TASK ITEM
Beneath this line is the data. Output exactly the lines from the line with "for a transition." to the line with "just the first.", both ends included, and nothing more.

DATA TO EXAMINE
= = =
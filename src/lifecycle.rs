//! Job lifecycle rules.
//!
//! Forward edges are strictly adjacent:
//! Unassigned -> Assigned -> OnTheWay -> Arrived -> Completed.
//! Two operational edges are modeled explicitly: unassign (Assigned ->
//! Unassigned) and the admin override, which may jump forward past
//! intermediate states, including straight to Completed. Leaving Unassigned
//! always needs a vendor identity so that `vendorId` is set exactly when the
//! status says a vendor is on the job.

use serde::{Deserialize, Serialize};

use crate::error::RejectReason;
use crate::model::JobStatus;

/// Who is asking for a transition.
#[derive(Debug, Clone, Copy, PartialEq, Eq, Default, Serialize, Deserialize)]
#[serde(rename_all = "kebab-case")]
pub enum Requester {
    #[default]
    Vendor,
    Admin,
    /// Admin holding the named override capability.
    AdminOverride,
}

impl Requester {
    pub fn is_admin(self) -> bool {
        matches!(self, Requester::Admin | Requester::AdminOverride)
    }

    pub fn parse(value: &str) -> Option<Self> {
        match value.trim().to_ascii_lowercase().as_str() {
            "vendor" => Some(Requester::Vendor),
            "admin" => Some(Requester::Admin),
            "admin-override" | "admin_override" => Some(Requester::AdminOverride),
            _ => None,
        }
    }
}

/// Which kind of edge an accepted transition follows.
#[derive(Debug, Clone, Copy, PartialEq, Eq)]
pub enum Edge {
    /// Adjacent forward step with a vendor already on the job.
    Advance,
    /// Unassigned -> Assigned by an admin naming the vendor directly.
    ManualAssign,
    /// Assigned -> Unassigned, dropping the vendor.
    Unassign,
    /// Override jump straight to Completed.
    ForceComplete,
    /// Override jump forward past intermediate states.
    OverrideSkip,
}

impl Edge {
    /// Whether following this edge from `from` puts a vendor on the job.
    pub fn assigns_vendor(self, from: JobStatus) -> bool {
        !from.requires_vendor() && self != Edge::Unassign
    }
}

#[derive(Debug, Clone, Copy)]
pub struct TransitionRequest {
    pub from: JobStatus,
    pub to: JobStatus,
    pub requester: Requester,
    pub cancelled: bool,
    /// The request names a vendor (needed whenever it leaves Unassigned).
    pub vendor_supplied: bool,
}

/// Decide whether a transition is allowed. Rejections list every reason that
/// applies, never just the first.
pub fn check_transition(req: &TransitionRequest) -> Result<Edge, Vec<RejectReason>> {
    let TransitionRequest {
        from,
        to,
        requester,
        cancelled,
        vendor_supplied,
    } = *req;
    let mut reasons = Vec::new();

    if cancelled {
        reasons.push(RejectReason::JobCancelled);
    }
    if from == JobStatus::Completed {
        reasons.push(RejectReason::TerminalState);
        return Err(reasons);
    }
    if from == to {
        reasons.push(RejectReason::NotAdjacent);
        return Err(reasons);
    }

    let edge = if from.next() == Some(to) {
        if from == JobStatus::Unassigned {
            if !requester.is_admin() {
                reasons.push(RejectReason::RequiresAdmin);
            }
            if !vendor_supplied {
                reasons.push(RejectReason::VendorRequired);
            }
            Edge::ManualAssign
        } else {
            Edge::Advance
        }
    } else if from == JobStatus::Assigned && to == JobStatus::Unassigned {
        Edge::Unassign
    } else if to.rank() > from.rank() {
        if requester != Requester::AdminOverride {
            reasons.push(RejectReason::NotAdjacent);
            reasons.push(RejectReason::RequiresOverride);
        }
        if !from.requires_vendor() && to.requires_vendor() && !vendor_supplied {
            reasons.push(RejectReason::VendorRequired);
        }
        if to == JobStatus::Completed {
            Edge::ForceComplete
        } else {
            Edge::OverrideSkip
        }
    } else {
        reasons.push(RejectReason::BackwardTransition);
        return Err(reasons);
    };

    if reasons.is_empty() {
        Ok(edge)
    } else {
        Err(reasons)
    }
}

#[cfg(test)]
mod tests {
    use super::*;
    use JobStatus::*;

    fn check(
        from: JobStatus,
        to: JobStatus,
        requester: Requester,
        vendor_supplied: bool,
    ) -> Result<Edge, Vec<RejectReason>> {
        check_transition(&TransitionRequest {
            from,
            to,
            requester,
            cancelled: false,
            vendor_supplied,
        })
    }

    #[test]
    fn adjacent_forward_for_everyone() {
        for requester in [Requester::Vendor, Requester::Admin, Requester::AdminOverride] {
            assert_eq!(check(Assigned, OnTheWay, requester, false), Ok(Edge::Advance));
            assert_eq!(check(OnTheWay, Arrived, requester, false), Ok(Edge::Advance));
            assert_eq!(check(Arrived, Completed, requester, false), Ok(Edge::Advance));
        }
    }

    #[test]
    fn manual_assignment_is_admin_only_and_needs_vendor() {
        assert_eq!(
            check(Unassigned, Assigned, Requester::Admin, true),
            Ok(Edge::ManualAssign)
        );
        assert_eq!(
            check(Unassigned, Assigned, Requester::Vendor, true),
            Err(vec![RejectReason::RequiresAdmin])
        );
        assert_eq!(
            check(Unassigned, Assigned, Requester::Admin, false),
            Err(vec![RejectReason::VendorRequired])
        );
    }

    #[test]
    fn unassign_allowed() {
        assert_eq!(check(Assigned, Unassigned, Requester::Vendor, false), Ok(Edge::Unassign));
        assert_eq!(check(Assigned, Unassigned, Requester::Admin, false), Ok(Edge::Unassign));
    }

    #[test]
    fn skipping_requires_override() {
        let err = check(Unassigned, Arrived, Requester::Vendor, false).unwrap_err();
        assert!(err.contains(&RejectReason::NotAdjacent));
        assert!(err.contains(&RejectReason::RequiresOverride));
        assert!(err.contains(&RejectReason::VendorRequired));

        let err = check(Assigned, Arrived, Requester::Admin, false).unwrap_err();
        assert_eq!(err, vec![RejectReason::NotAdjacent, RejectReason::RequiresOverride]);

        assert_eq!(
            check(Assigned, Arrived, Requester::AdminOverride, false),
            Ok(Edge::OverrideSkip)
        );
        assert_eq!(
            check(Unassigned, Arrived, Requester::AdminOverride, true),
            Ok(Edge::OverrideSkip)
        );
    }

    #[test]
    fn force_complete_from_anywhere_with_override() {
        assert_eq!(
            check(Assigned, Completed, Requester::AdminOverride, false),
            Ok(Edge::ForceComplete)
        );
        assert_eq!(
            check(Unassigned, Completed, Requester::AdminOverride, true),
            Ok(Edge::ForceComplete)
        );
        assert_eq!(
            check(Unassigned, Completed, Requester::AdminOverride, false),
            Err(vec![RejectReason::VendorRequired])
        );
    }

    #[test]
    fn backward_and_terminal_rejected() {
        assert_eq!(
            check(Arrived, OnTheWay, Requester::AdminOverride, false),
            Err(vec![RejectReason::BackwardTransition])
        );
        assert_eq!(
            check(OnTheWay, Unassigned, Requester::Admin, false),
            Err(vec![RejectReason::BackwardTransition])
        );
        assert_eq!(
            check(Completed, Unassigned, Requester::AdminOverride, false),
            Err(vec![RejectReason::TerminalState])
        );
    }

    #[test]
    fn cancelled_jobs_reject_everything() {
        let err = check_transition(&TransitionRequest {
            from: Assigned,
            to: OnTheWay,
            requester: Requester::AdminOverride,
            cancelled: true,
            vendor_supplied: false,
        })
        .unwrap_err();
        assert_eq!(err, vec![RejectReason::JobCancelled]);
    }

    #[test]
    fn requester_parsing() {
        assert_eq!(Requester::parse("Admin"), Some(Requester::Admin));
        assert_eq!(Requester::parse("admin-override"), Some(Requester::AdminOverride));
        assert_eq!(Requester::parse("vendor"), Some(Requester::Vendor));
        assert_eq!(Requester::parse("root"), None);
        assert_eq!(Requester::default(), Requester::Vendor);
    }

    #[test]
    fn vendor_assigning_edges() {
        assert!(Edge::ManualAssign.assigns_vendor(Unassigned));
        assert!(Edge::ForceComplete.assigns_vendor(Unassigned));
        assert!(!Edge::ForceComplete.assigns_vendor(Assigned));
        assert!(!Edge::Unassign.assigns_vendor(Assigned));
    }
}
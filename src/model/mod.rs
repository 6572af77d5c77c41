pub mod address;
pub mod alert;
pub mod bid;
pub mod capability;
pub mod job;
pub mod vendor;

pub use address::{Address, AddressInput, Coordinate};
pub use alert::{Alert, AlertMeta, Severity};
pub use bid::{Bid, BidSubmission};
pub use capability::{Capability, CapabilityRole};
pub use job::{BidMode, Job, JobDraft, JobStatus, Priority};
pub use vendor::{normalize_phone, Vendor, VendorCapabilities};
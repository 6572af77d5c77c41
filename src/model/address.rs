//! Address and coordinate value types.
//!
//! Intake payloads spell locations several ways (a bare string, or an object
//! with `label`/`address` and `lat`/`lng`/`latitude`/`longitude`). They are
//! normalized into [`Address`] at the boundary and nothing past intake ever
//! probes the raw shape again.

use serde::{Deserialize, Serialize};

use crate::error::{DispatchError, Result};

#[derive(Debug, Clone, Copy, PartialEq, Serialize, Deserialize)]
pub struct Coordinate {
    pub lat: f64,
    pub lng: f64,
}

impl Coordinate {
    pub fn new(lat: f64, lng: f64) -> Result<Self> {
        if !lat.is_finite() || !(-90.0..=90.0).contains(&lat) {
            return Err(DispatchError::Validation(format!(
                "latitude {} out of range",
                lat
            )));
        }
        if !lng.is_finite() || !(-180.0..=180.0).contains(&lng) {
            return Err(DispatchError::Validation(format!(
                "longitude {} out of range",
                lng
            )));
        }
        Ok(Self { lat, lng })
    }
}

#[derive(Debug, Clone, PartialEq, Serialize)]
pub struct Address {
    pub label: String,
    #[serde(skip_serializing_if = "Option::is_none")]
    pub coordinate: Option<Coordinate>,
}

/// Raw wire shapes accepted for an address.
#[derive(Debug, Clone, Deserialize)]
#[serde(untagged)]
pub enum AddressInput {
    Text(String),
    Structured {
        #[serde(default, alias = "address")]
        label: Option<String>,
        #[serde(default, alias = "latitude")]
        lat: Option<f64>,
        #[serde(default, alias = "lon", alias = "longitude")]
        lng: Option<f64>,
    },
}

impl Address {
    pub fn from_input(input: AddressInput) -> Result<Self> {
        let (label, coordinate) = match input {
            AddressInput::Text(text) => (Some(text), None),
            AddressInput::Structured { label, lat, lng } => {
                let coordinate = match (lat, lng) {
                    (Some(lat), Some(lng)) => Some(Coordinate::new(lat, lng)?),
                    (None, None) => None,
                    _ => {
                        return Err(DispatchError::Validation(
                            "coordinates need both lat and lng".to_string(),
                        ))
                    }
                };
                (label, coordinate)
            }
        };

        let label = label
            .map(|l| l.trim().to_string())
            .filter(|l| !l.is_empty())
            .or_else(|| coordinate.map(|c| format!("{:.5},{:.5}", c.lat, c.lng)))
            .ok_or_else(|| DispatchError::Validation("address is empty".to_string()))?;

        Ok(Self { label, coordinate })
    }
}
= = =
SOLVED PROBLEM
/// Who is asking for a transition.
#[derive(Debug, Clone, Copy, PartialEq, Eq, Default, Serialize, Deserialize)]
#[serde(rename_all = "kebab-case")]
pub enum Requester {
    #[default]
    Vendor,
    Admin,
    /// Admin holding the named override capability.
    AdminOverride,
}

impl Requester {
    pub fn is_admin(self) -> bool {
        matches!(self, Requester::Admin | Requester::AdminOverride)
    }

    pub fn parse(value: &str) -> Option<Self> {
        match value.trim().to_ascii_lowercase().as_str() {
            "vendor" => Some(Requester::Vendor),
            "admin" => Some(Requester::Admin),
            "admin-override" | "admin_override" => Some(Requester::AdminOverride),
            _ => None,
        }
    }
}

/// Which kind of edge an accepted transition follows.
#[derive(Debug, Clone, Copy, PartialEq, Eq)]
pub enum Edge {
    /// Adjacent forward step with a vendor already on the job.
    Advance,
    /// Unassigned -> Assigned by an admin naming the vendor directly.
    ManualAssign,
    /// Assigned -> Unassigned, dropping the vendor.
    Unassign,
    /// Override jump straight to Completed.
    ForceComplete,
    /// Override jump forward past intermediate states.
    OverrideSkip,
}

impl Edge {
    /// Whether following this edge from `from` puts a vendor on the job.
    pub fn assigns_vendor(self, from: JobStatus) -> bool {
        !from.requires_vendor() && self != Edge::Unassign
    }
}

#[derive(Debug, Clone, Copy)]
pub struct TransitionRequest {
    pub from: JobStatus,
    pub to: JobStatus,
    pub requester: Requester,
    pub cancelled: bool,
    /// The request names a vendor (needed whenever it leaves Unassigned).
    pub vendor_supplied: bool,
}

/// Decide whether a transition is allowed. Rejections list every reason that
/// applies, never just the first.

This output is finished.